Lo scoppio della pandemia come ha influenzato la sua carriera professionale? E cosa ha assistito intorno a lei, Zengiaro, nel mondo dell’horeca e della torrefazione?
“Mi ritengo una di quelle persone fortunate per cui la pandemia non ha avuto, professionalmente parlando, significativi risvolti negativi. La stessa cosa però non si può dire del settore dell’hospitality in generale. Paliamo di quello che è successo a Londra che ho vissuto più da vicino: durante i vari lockdowns qui in città il governo ha sempre lasciato molta libertà nel lasciare aperti i locali, qualora venissero rispettate determinate regole.
Nonostante questo, abbiamo assistito a molteplici situazioni in cui molti locali hanno dovuto chiudere.
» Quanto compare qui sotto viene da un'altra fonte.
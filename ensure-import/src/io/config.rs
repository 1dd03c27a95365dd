//! Process-wide recovery policy stored in `ensure-import.toml`.

use std::collections::BTreeMap;
use std::fs;
use std::path::Path;
use std::time::Duration;

use anyhow::{Context, Result, anyhow};
use serde::{Deserialize, Serialize};

use crate::core::packages::builtin_packages;

/// Default config file name, looked up in the working directory.
pub const CONFIG_FILE: &str = "ensure-import.toml";

/// Recovery policy (TOML).
///
/// Shared by every handler of a [`Recovery`](crate::registry::Recovery)
/// context. Missing fields default to the values below.
#[derive(Debug, Clone, Serialize, Deserialize, PartialEq, Eq)]
#[serde(default)]
pub struct RecoveryConfig {
    /// Remediation cycles a handler may run before the failure surfaces.
    pub max_attempts: u32,

    /// Cycles that extend an explicit search path before giving up.
    pub search_path_attempts: u32,

    /// Interpreter used for probes, venv creation and direct installs.
    pub python: String,

    /// Environment directory names under the working directory, in lookup
    /// order. The first one is created when none exists.
    pub venv_dirs: Vec<String>,

    /// How many ancestor levels to search for a project marker file.
    pub marker_search_depth: u32,

    /// Process argument that disables every installation.
    pub no_install_flag: String,

    /// Kill collaborator commands after this many seconds (unset: wait forever).
    #[serde(skip_serializing_if = "Option::is_none")]
    pub command_timeout_secs: Option<u64>,

    /// Truncate captured probe output beyond this many bytes.
    pub capture_output_limit_bytes: usize,

    /// Extra import-name to package-name mappings, shadowing the built-ins.
    pub packages: BTreeMap<String, String>,
}

impl Default for RecoveryConfig {
    fn default() -> Self {
        Self {
            max_attempts: 30,
            search_path_attempts: 2,
            python: default_python().to_string(),
            venv_dirs: vec!["venv".to_string(), ".venv".to_string()],
            marker_search_depth: 3,
            no_install_flag: "--no-install".to_string(),
            command_timeout_secs: None,
            capture_output_limit_bytes: 100_000,
            packages: BTreeMap::new(),
        }
    }
}

fn default_python() -> &'static str {
    if cfg!(windows) { "python" } else { "python3" }
}

impl RecoveryConfig {
    pub fn validate(&self) -> Result<()> {
        if self.max_attempts == 0 {
            return Err(anyhow!("max_attempts must be > 0"));
        }
        if self.python.trim().is_empty() {
            return Err(anyhow!("python must be a non-empty command"));
        }
        if self.venv_dirs.is_empty() || self.venv_dirs.iter().any(|d| d.trim().is_empty()) {
            return Err(anyhow!("venv_dirs must be a non-empty array of names"));
        }
        if self.no_install_flag.trim().is_empty() {
            return Err(anyhow!("no_install_flag must be non-empty"));
        }
        if self.command_timeout_secs == Some(0) {
            return Err(anyhow!("command_timeout_secs must be > 0 when set"));
        }
        if self.capture_output_limit_bytes == 0 {
            return Err(anyhow!("capture_output_limit_bytes must be > 0"));
        }
        Ok(())
    }

    pub fn command_timeout(&self) -> Option<Duration> {
        self.command_timeout_secs.map(Duration::from_secs)
    }

    /// Built-in package table with this file's `[packages]` on top.
    pub fn package_defaults(&self) -> BTreeMap<String, String> {
        let mut table = builtin_packages();
        table.extend(
            self.packages
                .iter()
                .map(|(module, package)| (module.clone(), package.clone())),
        );
        table
    }
}

/// Load config from a TOML file.
///
/// If the file is missing, returns `RecoveryConfig::default()`.
pub fn load_config(path: &Path) -> Result<RecoveryConfig> {
    if !path.exists() {
        let cfg = RecoveryConfig::default();
        cfg.validate()?;
        return Ok(cfg);
    }
    let contents = fs::read_to_string(path).with_context(|| format!("read {}", path.display()))?;
    let cfg: RecoveryConfig =
        toml::from_str(&contents).with_context(|| format!("parse {}", path.display()))?;
    cfg.validate()?;
    Ok(cfg)
}

/// Atomically write config to disk (temp file + rename).
pub fn write_config(path: &Path, cfg: &RecoveryConfig) -> Result<()> {
    cfg.validate()?;
    let mut buf = toml::to_string_pretty(cfg).context("serialize config toml")?;
    buf.push('\n');
    write_atomic(path, &buf)
}

fn write_atomic(path: &Path, contents: &str) -> Result<()> {
    let parent = path
        .parent()
        .with_context(|| format!("config path missing parent {}", path.display()))?;
    fs::create_dir_all(parent).with_context(|| format!("create directory {}", parent.display()))?;
    let tmp_path = path.with_extension("toml.tmp");
    fs::write(&tmp_path, contents)
        .with_context(|| format!("write temp config {}", tmp_path.display()))?;
    fs::rename(&tmp_path, path).with_context(|| format!("replace config {}", path.display()))?;
    Ok(())
}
E anche per chi ha saputo adattarsi ed evolversi alla nuova ‘normalità’ della vita di tutti i giorni, la situazione continua a essere delicata e solamente adesso, con l’apparente ‘liberi tutti’ del governo sembra che le cose possano finalmente ripartire.
Per quanto riguarda le torrefazioni, il discorso è semplicemente una conseguenza – meno
locali sopravvissuti e meno gente autorizzata a girare liberamente, hanno portato a grosse
difficolta per molte di queste imprese, grosse o piccole che fossero.
Un altro aspetto difficile che sta fronteggiando l’hospitality è legato alla mancanza di
professionisti: complice anche la Brexit nell’ultimo anno un grandissimo numero di aziende (sia bar, ristoranti, torrefazioni o altro) sono alla costante ricerca di professionisti che adesso sembrano latitare.
C’è anche un problema con i rincari e i trasporti delle materie prime?
“Si, e le cose sembrano che non siano prossime a una soluzione. Con riferimento in particolare al mio lavoro, più ancora che con il rincaro dei prezzi, stiamo avendo difficoltà nel reperire materie prime o nel muovere prodotti attraverso il confine. Dalle parti di ricambio agli equipaggiamenti, dai ritardi e difficoltà di reperire il caffè dai paesi
produttori, alle difficolta nelle vendite extra UK. Gli ostacoli di questo periodo sono davvero molti e mi ritengo fortunato e fiero di far parte di un’azienda che sta riuscendo a destreggiarsi attraverso tutto questo.”
Zengiaro, quali sono i prossimi programmi per il 2022?
“Onestamente in questo momento tutti i miei piani sono concentrati su un solo obiettivo: il mondiale di Milano a giugno, proprio in Italia dopo che la prima sede era stata Varsavia. Erano anni che sognavo di cimentarmi in questa sfida e ora che finalmente sono a un passo dal vivere quell’esperienza. mettendomi in gioco ad un mondiale, sto cercando di focalizzare tutti i miei sforzi fisici e mentali in quella direzione.”